En esta situación patológica de bloqueo y paralización de las instituciones no es ninguna sorpresa que desaparezcan pruebas claves en los juzgados. Quizá se explique mejor ahora el empeño en mantener un proceso injusto de raíz. Hay quienes quieren convertir a la Justicia en colaboradora necesaria de sus tropelías. Otra realidad pavorosamente concreta.
Las enfermedades evolucionan con el tiempo, que casi todo lo cura, como también es necesario su transcurso para que la medicina avance proporcionando soluciones, a menudo imperfectas. Algunos padecimientos son conquistados por la medicina, bien de forma parcial, paliando sus efectos, o de manera total, erradicándolos definitivamente del elenco de patologías conocidas. Pero hay otros males, tristemente enquistados, para los que, al parecer, no se conoce remedio; su muy plural sintomatología se repite de manera tozuda en un paciente que, a decir verdad, tampoco se cuida, pese a conocer los peligros que acarrea su vida disoluta. Una de esas enfermedades incurables, cuya forma de exteriorizarse permanece inalterada pese al transcurso del tiempo, debe ser el mal de España al que se refirió el maestro sin querer entrar en la descripción de la patología.

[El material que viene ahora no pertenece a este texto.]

//! Settings for turning an SCML project into a kanim model.

use crate::file::kanim::constants::{DEFAULT_ANIM_VERSION, DEFAULT_BUILD_VERSION};

/// Configuration for SCML project decoding.
///
/// # Presets
///
/// - `default()`: build v10, anim v5, tightly packed atlas, 30 fps fallback
/// - `padded()`: as default, with 2px between packed sprites
///
/// # Examples
///
/// ```
/// use kanim_types::file::scml::ProjectConfig;
///
/// let config = ProjectConfig::default();
/// assert_eq!(config.build_version, 10);
///
/// let config = ProjectConfig::padded();
/// assert_eq!(config.packer_padding, 2);
/// ```
#[derive(Debug, Clone, Copy, PartialEq)]
pub struct ProjectConfig {
	/// Version stamped on the decoded build
	pub build_version: i32,
	/// Version stamped on the decoded anim
	pub anim_version: i32,
	/// Pixels between sprites in the packed atlas
	pub packer_padding: u32,
	/// Rate used for banks with fewer than two mainline keys
	pub fallback_rate: f32,
}

impl Default for ProjectConfig {
	fn default() -> Self {
		Self {
			build_version: DEFAULT_BUILD_VERSION,
			anim_version: DEFAULT_ANIM_VERSION,
			packer_padding: 0,
			fallback_rate: 30.0,
		}
	}
}

impl ProjectConfig {
	/// Create a configuration with explicit values.
	pub fn new(build_version: i32, anim_version: i32, packer_padding: u32, fallback_rate: f32) -> Self {
		Self {
			build_version,
			anim_version,
			packer_padding,
			fallback_rate,
		}
	}

	/// Default configuration with 2px atlas padding.
	pub fn padded() -> Self {
		Self {
			packer_padding: 2,
			..Self::default()
		}
	}
}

Desconocemos, pues, sus concretos síntomas, pero no sus perniciosos efectos. Me pregunto si entre esa sintomatología propia del mal de España no estará el peligroso bloqueo de sus instituciones. Concretamente, la situación en la que se encuentra el Poder Judicial, inmerso en una crisis gravísima, aquejado de una enfermedad a la que el enfermo parece haberse acostumbrado, porque con ella convive con la osadía que le procura su ignorancia. El triste espectáculo de un Tribunal Constitucional recusado, herido gravísimamente en su prestigio, mientras los médicos, peleados entre sí, son incapaces de rehabilitar al enfermo y de ofrecer otra sanación que la del mero transcurso del tiempo y el advenimiento de las elecciones generales, es uno de los síntomas. La no menos edificante situación en la que se encuentra el Consejo General del Poder Judicial, convertido por los mismos galenos en un campo de batalla que ya no tiene más ´solución` que, otra vez, el desenlace que ofrezcan las urnas, es una prolongación de ese mal que en su desarrollo lleva camino de enquistarse.
En esta situación patológica de bloqueo y paralización de las instituciones no es ninguna sorpresa que desaparezcan pruebas claves en los juzgados. Quizá se explique mejor ahora el empeño en mantener un proceso injusto de raíz. Hay quienes quieren convertir a la Justicia en colaboradora necesaria de sus tropelías. Otra realidad pavorosamente concreta.